Rural social mobility and the marginal-isation of agriculture have together made earlier agrarian relations unworkable. The old landlords are gone and the new ones, in the shape of OBCs, can plunder SCs but cannot give them jobs in their farms as their holdings are generally quite small. But because these OBCs are politically connected and better educated they can still terrorise rural SCs in a hundred petty ways. This forced Dalits to look beyond their squalid mud huts and that is when Mayawati stepped in. Like Ambedkar, Mayawati too does not glorify the village because she knows rural reality up close. But she sought an enduring ally in the 'forwards' and brought them under her tutelage. These 'upper castes' were more than happy to play second fiddle and oblige Mayawati's Ambedkarism. They had little to do with rural Dalits, and had been emasculated anyway first by land reforms (whose memory is distant) and more recently by Mandal.

Et VoilĂ ! It took just four days for the voter to change his mind! Electoral destiny is written in caste ink! This is the new, new thing in Indian politics. In Black and White.

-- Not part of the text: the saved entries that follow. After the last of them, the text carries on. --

//! Shared test infrastructure
//!
//! Local axum servers standing in for the recognition backend and the
//! webhook sink, plus fixtures wiring the service graph over an
//! in-memory database.

#![allow(dead_code)]

use std::sync::{Arc, Mutex};

use axum::{
    body::Bytes,
    extract::{Path, State},
    http::{header, HeaderMap, StatusCode},
    response::IntoResponse,
    routing::{get, post},
    Json, Router,
};
use serde_json::json;
use sqlx::SqlitePool;

use idv_common::config::{Settings, SettingsHandle};
use idv_ve::services::recognition_client::RecognitionClient;
use idv_ve::services::session_orchestrator::SessionOrchestrator;
use idv_ve::services::webhook_notifier::WebhookNotifier;

/// Mock recognition backend recording every call path it serves.
#[derive(Clone)]
pub struct MockBackend {
    pub base_url: String,
    pub calls: Arc<Mutex<Vec<String>>>,
}

impl MockBackend {
    pub fn calls(&self) -> Vec<String> {
        self.calls.lock().expect("calls lock").clone()
    }
}

/// Spawn a backend that accepts any submission and answers every stream
/// request with the given event-stream body.
pub async fn spawn_recognition_backend(sse_body: &str) -> MockBackend {
    #[derive(Clone)]
    struct BackendState {
        body: Arc<String>,
        calls: Arc<Mutex<Vec<String>>>,
    }

    async fn submit(
        State(state): State<BackendState>,
        Path(endpoint): Path<String>,
    ) -> Json<serde_json::Value> {
        state
            .calls
            .lock()
            .expect("calls lock")
            .push(format!("POST /{}", endpoint));
        Json(json!({ "event_id": "evt-test" }))
    }

    async fn stream(
        State(state): State<BackendState>,
        Path((endpoint, event_id)): Path<(String, String)>,
    ) -> impl IntoResponse {
        state
            .calls
            .lock()
            .expect("calls lock")
            .push(format!("GET /{}/{}", endpoint, event_id));
        (
            [(header::CONTENT_TYPE, "text/event-stream")],
            (*state.body).clone(),
        )
    }

    let state = BackendState {
        body: Arc::new(sse_body.to_string()),
        calls: Arc::new(Mutex::new(Vec::new())),
    };
    let calls = state.calls.clone();

    let app = Router::new()
        .route("/gradio_api/call/:endpoint", post(submit))
        .route("/gradio_api/call/:endpoint/:event_id", get(stream))
        .with_state(state);

    let listener = tokio::net::TcpListener::bind("127.0.0.1:0")
        .await
        .expect("bind backend");
    let addr = listener.local_addr().expect("backend addr");
    tokio::spawn(async move {
        axum::serve(listener, app).await.expect("serve backend");
    });

    MockBackend {
        base_url: format!("http://{}", addr),
        calls,
    }
}

/// One notification captured by the webhook sink
#[derive(Debug, Clone)]
pub struct ReceivedHook {
    pub event: Option<String>,
    pub signature: Option<String>,
    pub body: Vec<u8>,
}

/// Spawn a webhook sink answering with the given status and capturing
/// every delivery.
pub async fn spawn_webhook_sink(
    respond_with: StatusCode,
) -> (String, Arc<Mutex<Vec<ReceivedHook>>>) {
    type SinkState = (Arc<Mutex<Vec<ReceivedHook>>>, StatusCode);

    async fn receive(
        State((store, status)): State<SinkState>,
        headers: HeaderMap,
        body: Bytes,
    ) -> StatusCode {
        let header_str = |name: &str| {
            headers
                .get(name)
                .and_then(|v| v.to_str().ok())
                .map(str::to_string)
        };
        store.lock().expect("sink lock").push(ReceivedHook {
            event: header_str("X-Webhook-Event"),
            signature: header_str("X-Webhook-Signature"),
            body: body.to_vec(),
        });
        status
    }

    let store: Arc<Mutex<Vec<ReceivedHook>>> = Arc::new(Mutex::new(Vec::new()));
    let app = Router::new()
        .route("/hook", post(receive))
        .with_state((store.clone(), respond_with));

    let listener = tokio::net::TcpListener::bind("127.0.0.1:0")
        .await
        .expect("bind sink");
    let addr = listener.local_addr().expect("sink addr");
    tokio::spawn(async move {
        axum::serve(listener, app).await.expect("serve sink");
    });

    (format!("http://{}/hook", addr), store)
}

/// Settings snapshot pointed at the mock servers. No poll delay so the
/// biometric flows run instantly.
pub fn test_settings(backend_url: &str, webhook: Option<(&str, &str)>) -> Settings {
    Settings {
        server_url: backend_url.to_string(),
        document_liveness_server_url: backend_url.to_string(),
        access_token: "test-token".to_string(),
        session_site_url: "https://verify.test".to_string(),
        api_keys: vec!["test-key".to_string()],
        webhook_enabled: webhook.is_some(),
        webhook_url: webhook.map(|(url, _)| url.to_string()).unwrap_or_default(),
        webhook_secret: webhook
            .map(|(_, secret)| secret.to_string())
            .unwrap_or_default(),
        stream_timeout_secs: 5,
        poll_delay_secs: 0,
        webhook_timeout_secs: 5,
        ..Settings::default()
    }
}

/// Wire the verification service graph over the given pool and settings.
pub fn verification_stack(
    pool: &SqlitePool,
    settings: Settings,
) -> (Arc<SessionOrchestrator>, Arc<WebhookNotifier>) {
    let handle = SettingsHandle::fixed(settings);
    let recognition = Arc::new(RecognitionClient::new(handle.clone()));
    let notifier = Arc::new(WebhookNotifier::new(pool.clone(), handle));
    let orchestrator = Arc::new(SessionOrchestrator::new(
        pool.clone(),
        recognition,
        notifier.clone(),
    ));
    (orchestrator, notifier)
}

/// Event-stream body whose terminal event carries a passport result.
pub fn passport_sse_body() -> String {
    let payload = json!([{
        "data": {
            "id": "vendor-42",
            "documentName": "PASSPORT",
            "countryName": "Utopia",
            "score": 0.97,
            "ocr": {
                "validState": 1,
                "name": "Jane Doe",
                "identityCardNumber": "X1234567",
                "personalNumber": "8901234",
                "dateOfBirth": "1990-01-01"
            },
            "image": {
                "portrait": "cG9ydHJhaXQ=",
                "signature": "c2lnbmF0dXJl",
                "documentFrontSide": "ZnJvbnRfY3JvcA==",
                "documentBackSide": "YmFja19jcm9w"
            }
        }
    }]);
    format!(
        "event: heartbeat\ndata: null\n\nevent: complete\ndata: {}\n\n",
        payload
    )
}

/// Event stream that ends without ever emitting a `complete` event.
pub fn incomplete_sse_body() -> String {
    "event: generating\ndata: null\n\nevent: heartbeat\ndata: null\n\n".to_string()
}
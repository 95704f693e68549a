//! Session endpoints
//!
//! Session creation is API-key gated. Image submission is the pipeline's
//! external trigger: it stores the payloads and hands the updated record
//! to the orchestrator as a spawned unit of work, so the HTTP response
//! does not wait on the recognition backend.

use axum::{
    extract::{Path, State},
    http::HeaderMap,
    routing::{get, post},
    Json, Router,
};
use chrono::{DateTime, Utc};
use serde::{Deserialize, Serialize};
use serde_json::json;
use tracing::{info, warn};

use idv_common::events;

use crate::db;
use crate::error::{ApiError, ApiResult};
use crate::models::{Session, SessionStatus};
use crate::AppState;

#[derive(Debug, Deserialize, Default)]
pub struct CreateSessionRequest {
    pub vendor_id: Option<String>,
}

#[derive(Debug, Serialize)]
pub struct CreateSessionResponse {
    pub success: bool,
    pub data: SessionView,
}

/// Session record as exposed over the API; raw image payloads are elided.
#[derive(Debug, Serialize)]
pub struct SessionView {
    pub session_id: String,
    pub status: SessionStatus,
    #[serde(skip_serializing_if = "Option::is_none")]
    pub session_url: Option<String>,
    #[serde(skip_serializing_if = "Option::is_none")]
    pub vendor_id: Option<String>,
    #[serde(skip_serializing_if = "Option::is_none")]
    pub document_type: Option<String>,
    #[serde(skip_serializing_if = "Option::is_none")]
    pub document_number: Option<String>,
    #[serde(skip_serializing_if = "Option::is_none")]
    pub first_name: Option<String>,
    #[serde(skip_serializing_if = "Option::is_none")]
    pub last_name: Option<String>,
    #[serde(skip_serializing_if = "Option::is_none")]
    pub date_of_birth: Option<String>,
    #[serde(skip_serializing_if = "Option::is_none")]
    pub document_valid: Option<bool>,
    #[serde(skip_serializing_if = "Option::is_none")]
    pub document_score: Option<f64>,
    #[serde(skip_serializing_if = "Option::is_none")]
    pub error_message: Option<String>,
    pub created_at: DateTime<Utc>,
    pub updated_at: DateTime<Utc>,
}

impl From<Session> for SessionView {
    fn from(session: Session) -> Self {
        Self {
            session_id: session.session_id,
            status: session.status,
            session_url: session.session_url,
            vendor_id: session.vendor_id,
            document_type: session.document_type,
            document_number: session.document_number,
            first_name: session.first_name,
            last_name: session.last_name,
            date_of_birth: session.date_of_birth,
            document_valid: session.document_valid,
            document_score: session.document_score,
            error_message: session.error_message,
            created_at: session.created_at,
            updated_at: session.updated_at,
        }
    }
}

fn bearer_token(headers: &HeaderMap) -> Option<&str> {
    headers
        .get(axum::http::header::AUTHORIZATION)?
        .to_str()
        .ok()?
        .strip_prefix("Bearer ")
}

/// POST /session
pub async fn create_session(
    State(state): State<AppState>,
    headers: HeaderMap,
    Json(request): Json<CreateSessionRequest>,
) -> ApiResult<Json<CreateSessionResponse>> {
    let settings = state.settings.snapshot();

    let authorized = bearer_token(&headers)
        .map_or(false, |key| settings.api_keys.iter().any(|k| k == key));
    if !authorized {
        return Err(ApiError::Unauthorized("Invalid API key".to_string()));
    }

    let session = Session::new("api", request.vendor_id, &settings.session_site_url);
    db::sessions::insert_session(&state.db, &session).await?;

    info!(session_id = %session.session_id, "session created");

    state
        .notifier
        .send_notification(
            Some(&session.session_id),
            events::SESSION_CREATED,
            json!({ "status": session.status.as_str() }),
        )
        .await;

    Ok(Json(CreateSessionResponse {
        success: true,
        data: session.into(),
    }))
}

/// GET /session/{id}
pub async fn get_session(
    State(state): State<AppState>,
    Path(session_id): Path<String>,
) -> ApiResult<Json<SessionView>> {
    let session = db::sessions::load_session(&state.db, &session_id)
        .await?
        .ok_or_else(|| ApiError::NotFound(format!("Session {} not found", session_id)))?;
    Ok(Json(session.into()))
}

#[derive(Debug, Deserialize)]
pub struct SubmitImagesRequest {
    pub front_image: String,
    pub back_image: Option<String>,
}

#[derive(Debug, Serialize)]
pub struct SubmitImagesResponse {
    pub success: bool,
    pub status: SessionStatus,
}

/// POST /session/{id}/images
pub async fn submit_images(
    State(state): State<AppState>,
    Path(session_id): Path<String>,
    Json(request): Json<SubmitImagesRequest>,
) -> ApiResult<Json<SubmitImagesResponse>> {
    if request.front_image.is_empty() {
        return Err(ApiError::BadRequest("front_image must not be empty".to_string()));
    }

    let updated = db::sessions::submit_images(
        &state.db,
        &session_id,
        &request.front_image,
        request.back_image.as_deref(),
        Utc::now(),
    )
    .await?;
    if !updated {
        return Err(ApiError::NotFound(format!("Session {} not found", session_id)));
    }

    let session = db::sessions::load_session(&state.db, &session_id)
        .await?
        .ok_or_else(|| ApiError::Internal("session vanished after update".to_string()))?;
    let status = session.status;

    // The pipeline runs detached; the trigger only reports acceptance.
    let orchestrator = state.orchestrator.clone();
    let last_error = state.last_error.clone();
    tokio::spawn(async move {
        match orchestrator.handle_session_update(&session).await {
            Ok(Some(outcome)) => {
                info!(
                    session_id = %session.session_id,
                    success = outcome.success,
                    status = outcome.status.as_str(),
                    "verification pipeline finished"
                );
                if let Some(error) = outcome.error {
                    *last_error.write().await = Some(error);
                }
            }
            Ok(None) => info!(
                session_id = %session.session_id,
                "verification pipeline skipped (not eligible or already claimed)"
            ),
            Err(e) => {
                warn!(
                    session_id = %session.session_id,
                    error = %e,
                    "verification pipeline aborted on storage error"
                );
                *last_error.write().await = Some(e.to_string());
            }
        }
    });

    Ok(Json(SubmitImagesResponse {
        success: true,
        status,
    }))
}

pub fn session_routes() -> Router<AppState> {
    Router::new()
        .route("/session", post(create_session))
        .route("/session/:session_id", get(get_session))
        .route("/session/:session_id/images", post(submit_images))
}
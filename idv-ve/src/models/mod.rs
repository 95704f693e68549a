//! Data models for the verification engine

pub mod session;
pub mod verification_result;

pub use session::{Session, SessionStatus};
pub use verification_result::{ImageBundle, ResultError, VerificationResult};
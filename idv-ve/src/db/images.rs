//! Side-channel image archive
//!
//! Every non-null image payload produced or consumed by a verification
//! run is archived as its own timestamped record, written as one atomic
//! batch so a partial archive never persists.

use chrono::{DateTime, Utc};
use sqlx::SqlitePool;

use idv_common::Result;

/// Archive the given `(kind, payload)` pairs for a session in a single
/// transaction, skipping absent payloads. Returns the number of records
/// written.
pub async fn archive_images(
    pool: &SqlitePool,
    session_id: &str,
    entries: &[(&str, Option<&str>)],
    now: DateTime<Utc>,
) -> Result<usize> {
    let mut tx = pool.begin().await?;
    let mut written = 0;

    for (kind, payload) in entries {
        if let Some(base64) = payload {
            sqlx::query(
                r#"
                INSERT OR REPLACE INTO session_images (session_id, kind, base64, created_at)
                VALUES (?, ?, ?, ?)
                "#,
            )
            .bind(session_id)
            .bind(kind)
            .bind(base64)
            .bind(now.to_rfc3339())
            .execute(&mut *tx)
            .await?;
            written += 1;
        }
    }

    tx.commit().await?;
    Ok(written)
}

/// List archived image kinds for a session (diagnostics and tests).
pub async fn list_image_kinds(pool: &SqlitePool, session_id: &str) -> Result<Vec<String>> {
    let kinds: Vec<(String,)> =
        sqlx::query_as("SELECT kind FROM session_images WHERE session_id = ? ORDER BY kind")
            .bind(session_id)
            .fetch_all(pool)
            .await?;
    Ok(kinds.into_iter().map(|(k,)| k).collect())
}
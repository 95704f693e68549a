//! Common error types for the IDV services

use thiserror::Error;

/// Common result type for IDV operations
pub type Result<T> = std::result::Result<T, Error>;

/// Common error types across the IDV services
#[derive(Error, Debug)]
pub enum Error {
    /// Database operation error (wraps sqlx::Error)
    #[error("Database error: {0}")]
    Database(#[from] sqlx::Error),

    /// I/O operation error (wraps std::io::Error)
    #[error("IO error: {0}")]
    Io(#[from] std::io::Error),

    /// Configuration loading or validation error
    #[error("Configuration error: {0}")]
    Config(String),

    /// Requested resource not found
    #[error("Not found: {0}")]
    NotFound(String),

    /// Invalid user input or request parameter
    #[error("Invalid input: {0}")]
    InvalidInput(String),

    /// Internal server error
    #[error("Internal error: {0}")]
    Internal(String),
}
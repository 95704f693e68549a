//! HTTP API tests
//!
//! Exercise the router with tower's oneshot, including the full
//! create → submit-images → verified flow against a mock backend.

mod helpers;

use axum::{
    body::Body,
    http::{Request, StatusCode},
    Router,
};
use http_body_util::BodyExt;
use serde_json::{json, Value};
use sqlx::SqlitePool;
use tower::ServiceExt;

use idv_common::config::{Settings, SettingsHandle};
use idv_ve::db;
use idv_ve::{build_router, AppState};

use helpers::*;

async fn test_app(settings: Settings) -> (Router, SqlitePool) {
    let pool = db::init_memory_pool().await.expect("pool");
    let state = AppState::new(pool.clone(), SettingsHandle::fixed(settings));
    (build_router(state), pool)
}

fn json_request(method: &str, uri: &str, api_key: Option<&str>, body: Value) -> Request<Body> {
    let mut builder = Request::builder()
        .method(method)
        .uri(uri)
        .header("content-type", "application/json");
    if let Some(key) = api_key {
        builder = builder.header("authorization", format!("Bearer {}", key));
    }
    builder
        .body(Body::from(body.to_string()))
        .expect("build request")
}

async fn response_json(response: axum::response::Response) -> Value {
    let bytes = response
        .into_body()
        .collect()
        .await
        .expect("read body")
        .to_bytes();
    serde_json::from_slice(&bytes).expect("json body")
}

#[tokio::test]
async fn health_reports_module_and_version() {
    let (app, _pool) = test_app(test_settings("http://127.0.0.1:1", None)).await;

    let response = app
        .oneshot(
            Request::builder()
                .uri("/health")
                .body(Body::empty())
                .expect("request"),
        )
        .await
        .expect("health");
    assert_eq!(response.status(), StatusCode::OK);

    let body = response_json(response).await;
    assert_eq!(body["status"], "ok");
    assert_eq!(body["module"], "idv-ve");
    assert!(body["version"].is_string());
}

#[tokio::test]
async fn create_session_requires_a_known_api_key() {
    let (app, _pool) = test_app(test_settings("http://127.0.0.1:1", None)).await;

    let response = app
        .clone()
        .oneshot(json_request("POST", "/session", None, json!({})))
        .await
        .expect("request");
    assert_eq!(response.status(), StatusCode::UNAUTHORIZED);

    let response = app
        .oneshot(json_request("POST", "/session", Some("wrong-key"), json!({})))
        .await
        .expect("request");
    assert_eq!(response.status(), StatusCode::UNAUTHORIZED);
}

#[tokio::test]
async fn create_session_returns_the_new_record() {
    let (app, pool) = test_app(test_settings("http://127.0.0.1:1", None)).await;

    let response = app
        .oneshot(json_request(
            "POST",
            "/session",
            Some("test-key"),
            json!({ "vendor_id": "v-7" }),
        ))
        .await
        .expect("request");
    assert_eq!(response.status(), StatusCode::OK);

    let body = response_json(response).await;
    assert_eq!(body["success"], true);
    assert_eq!(body["data"]["status"], "NOT_STARTED");
    assert_eq!(body["data"]["vendor_id"], "v-7");

    let session_id = body["data"]["session_id"].as_str().expect("session_id");
    let session_url = body["data"]["session_url"].as_str().expect("session_url");
    assert!(session_url.ends_with(session_id));

    let stored = db::sessions::load_session(&pool, session_id)
        .await
        .expect("load")
        .expect("persisted");
    assert_eq!(stored.vendor_id.as_deref(), Some("v-7"));
}

#[tokio::test]
async fn get_unknown_session_is_404() {
    let (app, _pool) = test_app(test_settings("http://127.0.0.1:1", None)).await;

    let response = app
        .oneshot(
            Request::builder()
                .uri("/session/no-such-id")
                .body(Body::empty())
                .expect("request"),
        )
        .await
        .expect("request");
    assert_eq!(response.status(), StatusCode::NOT_FOUND);
}

#[tokio::test]
async fn submit_images_validates_the_front_image() {
    let (app, _pool) = test_app(test_settings("http://127.0.0.1:1", None)).await;

    let response = app
        .clone()
        .oneshot(json_request(
            "POST",
            "/session/no-such-id/images",
            None,
            json!({ "front_image": "" }),
        ))
        .await
        .expect("request");
    assert_eq!(response.status(), StatusCode::BAD_REQUEST);

    let response = app
        .oneshot(json_request(
            "POST",
            "/session/no-such-id/images",
            None,
            json!({ "front_image": "ZnJvbnQ=" }),
        ))
        .await
        .expect("request");
    assert_eq!(response.status(), StatusCode::NOT_FOUND);
}

#[tokio::test]
async fn image_submission_drives_the_session_to_review() {
    let backend = spawn_recognition_backend(&passport_sse_body()).await;
    let (app, pool) = test_app(test_settings(&backend.base_url, None)).await;

    let response = app
        .clone()
        .oneshot(json_request("POST", "/session", Some("test-key"), json!({})))
        .await
        .expect("create");
    let body = response_json(response).await;
    let session_id = body["data"]["session_id"]
        .as_str()
        .expect("session_id")
        .to_string();

    let response = app
        .clone()
        .oneshot(json_request(
            "POST",
            &format!("/session/{}/images", session_id),
            None,
            json!({ "front_image": "ZnJvbnQ=", "back_image": "YmFjaw==" }),
        ))
        .await
        .expect("submit");
    assert_eq!(response.status(), StatusCode::OK);
    let body = response_json(response).await;
    assert_eq!(body["success"], true);
    assert_eq!(body["status"], "IN_PROGRESS");

    // The pipeline runs detached from the submission response.
    let mut reviewed = Value::Null;
    for _ in 0..50 {
        let response = app
            .clone()
            .oneshot(
                Request::builder()
                    .uri(format!("/session/{}", session_id))
                    .body(Body::empty())
                    .expect("request"),
            )
            .await
            .expect("get");
        let body = response_json(response).await;
        if body["status"] == "IN_REVIEW" {
            reviewed = body;
            break;
        }
        tokio::time::sleep(std::time::Duration::from_millis(100)).await;
    }

    assert_eq!(reviewed["status"], "IN_REVIEW", "session never completed");
    assert_eq!(reviewed["document_type"], "PASSPORT");
    assert_eq!(reviewed["first_name"], "Jane");
    assert_eq!(reviewed["last_name"], "Doe");
    assert_eq!(reviewed["document_valid"], true);

    let stored = db::sessions::load_session(&pool, &session_id)
        .await
        .expect("load")
        .expect("exists");
    assert!(stored.id_image_front.is_none());
}
//! Service layer: the verification pipeline and its collaborators

pub mod recognition_client;
pub mod session_orchestrator;
pub mod webhook_notifier;

pub use recognition_client::{
    DocumentLivenessResult, FaceComparisonResult, FaceLivenessResult, RecognitionClient,
    RecognitionError,
};
pub use session_orchestrator::{ProcessingOutcome, SessionOrchestrator};
pub use webhook_notifier::WebhookNotifier;
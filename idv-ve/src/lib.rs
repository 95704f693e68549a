//! idv-ve library interface
//!
//! Exposes the verification engine's components for the binary and for
//! integration tests.

pub mod api;
pub mod db;
pub mod error;
pub mod models;
pub mod services;

pub use crate::error::{ApiError, ApiResult};

use std::sync::Arc;

use axum::Router;
use chrono::{DateTime, Utc};
use sqlx::SqlitePool;
use tokio::sync::RwLock;
use tower_http::trace::TraceLayer;

use idv_common::config::SettingsHandle;

use crate::services::recognition_client::RecognitionClient;
use crate::services::session_orchestrator::SessionOrchestrator;
use crate::services::webhook_notifier::WebhookNotifier;

/// Application state shared across handlers
#[derive(Clone)]
pub struct AppState {
    /// Database connection pool
    pub db: SqlitePool,
    /// Latest configuration snapshot
    pub settings: SettingsHandle,
    /// Verification pipeline
    pub orchestrator: Arc<SessionOrchestrator>,
    /// Outbound webhook delivery
    pub notifier: Arc<WebhookNotifier>,
    /// Service startup timestamp for uptime tracking
    pub startup_time: DateTime<Utc>,
    /// Most recent pipeline error, surfaced by the health endpoint
    pub last_error: Arc<RwLock<Option<String>>>,
}

impl AppState {
    /// Wire the service graph from a pool and a settings handle.
    pub fn new(db: SqlitePool, settings: SettingsHandle) -> Self {
        let recognition = Arc::new(RecognitionClient::new(settings.clone()));
        let notifier = Arc::new(WebhookNotifier::new(db.clone(), settings.clone()));
        let orchestrator = Arc::new(SessionOrchestrator::new(
            db.clone(),
            recognition,
            notifier.clone(),
        ));

        Self {
            db,
            settings,
            orchestrator,
            notifier,
            startup_time: Utc::now(),
            last_error: Arc::new(RwLock::new(None)),
        }
    }
}

/// Build application router
pub fn build_router(state: AppState) -> Router {
    Router::new()
        .merge(api::session_routes())
        .merge(api::webhook_routes())
        .merge(api::health_routes())
        .layer(TraceLayer::new_for_http())
        .with_state(state)
}
//! Error types for idv-ve

use axum::{
    http::StatusCode,
    response::{IntoResponse, Response},
    Json,
};
use serde_json::json;
use thiserror::Error;

/// API error type
#[derive(Debug, Error)]
pub enum ApiError {
    /// Resource not found (404)
    #[error("Resource not found: {0}")]
    NotFound(String),

    /// Invalid request (400)
    #[error("Invalid request: {0}")]
    BadRequest(String),

    /// Missing or invalid API key (401)
    #[error("Unauthorized: {0}")]
    Unauthorized(String),

    /// Internal server error (500)
    #[error("Internal server error: {0}")]
    Internal(String),

    /// Generic error
    #[error(transparent)]
    Other(#[from] anyhow::Error),

    /// idv-common error
    #[error("Common error: {0}")]
    Common(#[from] idv_common::Error),
}

impl IntoResponse for ApiError {
    fn into_response(self) -> Response {
        let (status, error_code, message) = match self {
            ApiError::NotFound(msg) => (StatusCode::NOT_FOUND, "NOT_FOUND", msg),
            ApiError::BadRequest(msg) => (StatusCode::BAD_REQUEST, "BAD_REQUEST", msg),
            ApiError::Unauthorized(msg) => (StatusCode::UNAUTHORIZED, "UNAUTHORIZED", msg),
            ApiError::Internal(msg) => (StatusCode::INTERNAL_SERVER_ERROR, "INTERNAL_ERROR", msg),
            ApiError::Other(ref err) => (
                StatusCode::INTERNAL_SERVER_ERROR,
                "INTERNAL_ERROR",
                err.to_string(),
            ),
            ApiError::Common(ref err) => (
                StatusCode::INTERNAL_SERVER_ERROR,
                "COMMON_ERROR",
                err.to_string(),
            ),
        };

        let body = Json(json!({
            "error": {
                "code": error_code,
                "message": message,
            }
        }));

        (status, body).into_response()
    }
}

/// Result type for API handlers
pub type ApiResult<T> = Result<T, ApiError>;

The message is clear. This spells death for Mandal II. It's time to roll back Mandal I, too! I don't know why the government is even interested in arguing -- in the Supreme Court, no less! -- for speedy implementation of is flawed policy of OBC reservation in higher education. Doesn't anyone in the UPA government see the futility of this foolish move? It's the anti-vote-bank politics, stupid!

* * *

Yogendra Yadav, whose outfit CSDS claims its exit poll was the best, gave the caste-wise break up of votes in their exit poll. He has an analysis of the difference between their exit poll predictions and the actual results (Part I, Part II).

As I recall, less than half the eligible electorate voted in the UP elections. The vote share of Ms. Mayawati's party is less than a third.

7 Comments:

  1. Saurabh said...

    interesting... i hope the predictions here make it to the real world very soon!

  2. Anonymous said...

    Good One!!

  3. Anonymous said...

    // Never mind that there is something called the law of unintended consequences (voters tend to be not only wonderfully fickle, but also profoundly ungrateful). //

    :-)

    There is someone else I know who sees voters as ungrateful from time to time.. and hurls choicest abuses at them when he loses.

  4. Anonymous said...

    The caste-wise break up shows that caste is only marginally important as a vote bank. So now we have the PM and others reassuring the poor forwards that they will also be taken care of- they could have said that before the election. Could have helped them to hold on to their integrity. Let us hope that this will be a lesson to politicians to go beyond caste based policies and treat the poor as poor and rich as rich.

  5. truti said...

    Much maligned Arjun Singh? rightly maligned more like it! This is the guy who threatens to derecognise entire universities (MS University) at the drop of a hat and has no clue how he fixes quotas (remember the Karan Thapar fisking?) Prof Abi, you need a reality check! If you have been reading The Pioneer (where Chandra Bhan Prasad has held court for a few years now) you wouldn't have had this nasty surprise. Anyway it is never too late - wake up and smell the coffee.

  6. barbarindian said...

    Perhaps I am missing something but how do the two quotes contradict one another?

    The first one says:
    (a) Caste is not the only factor, there may be economic factors.
    (b) Caste may not throw groups into alignment purely in the conventional sense, i.e. Dalits will side with OBCs just because they hate Brahmins more.

    The second one basically elaborates on how Dalits are realizing that OBCs are their main Shatrus.

    Can you explain which bloc of voters changed their minds between these two articles?

  7. Anonymous said...

    Abi,

    I suggest that your reading of the two D. Gupta articles is off. They are not mutually contradictory. Both stress the fact that *coalitions* matter, but the Rest vs. FC thinking that some engage in may be unraveling (and certainly did in UP). So he does not say that "caste does not matter". He simply says, instead, that it matters in a way that was different from how it worked in the past.